Provided information:
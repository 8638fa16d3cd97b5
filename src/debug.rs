use crate::math::Pose;
#[cfg(feature = "debug")]
use serde_json::json;

/// Debugging information from the most recent planning cycle.
#[derive(Clone, Debug, Default, PartialEq)]
pub struct DebugData {
    /// The distance from the base link to the front of the vehicle, in m.
    pub base_link2front: f64,
    /// The pose at which the base link will stop, if the module is holding the vehicle.
    pub stop_pose: Option<Pose>,
}

impl DebugData {
    /// The pose of the front of the vehicle when it has stopped, where a
    /// virtual wall is drawn.
    pub fn virtual_wall(&self) -> Option<Pose> {
        self.stop_pose.map(|pose| pose.forward(self.base_link2front))
    }

    /// Renders the debug data as visualisation markers.
    #[cfg(feature = "debug")]
    pub fn to_json(&self) -> serde_json::Value {
        let markers = self
            .virtual_wall()
            .map(|wall| {
                let p = wall.position;
                vec![json!({
                    "type": "virtual_wall",
                    "name": "stop_line",
                    "pos": [p.x, p.y, p.z],
                    "yaw": wall.yaw(),
                })]
            })
            .unwrap_or_default();
        json!({
            "base_link2front": self.base_link2front,
            "markers": markers,
        })
    }
}

#[cfg(test)]
mod test {
    use super::*;
    use crate::math::Point3d;
    use assert_approx_eq::assert_approx_eq;

    #[test]
    fn virtual_wall_is_at_vehicle_front() {
        let debug = DebugData {
            base_link2front: 4.0,
            stop_pose: Some(Pose::from_yaw(Point3d::new(47.0, 0.0, 0.0), 0.0)),
        };
        assert_approx_eq!(debug.virtual_wall().unwrap().position.x, 51.0);
        assert_eq!(DebugData::default().virtual_wall(), None);
    }

    #[cfg(feature = "debug")]
    #[test]
    fn json_has_one_marker_per_wall() {
        let debug = DebugData {
            base_link2front: 1.0,
            stop_pose: Some(Pose::from_yaw(Point3d::new(2.0, 0.0, 0.0), 0.0)),
        };
        assert_eq!(debug.to_json()["markers"].as_array().unwrap().len(), 1);
        assert!(DebugData::default().to_json()["markers"]
            .as_array()
            .unwrap()
            .is_empty());
    }
}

What is needed: For this task, copy every line of the material in which "crate" appears.

Result below:
use crate::math::Pose;
    use crate::math::Point3d;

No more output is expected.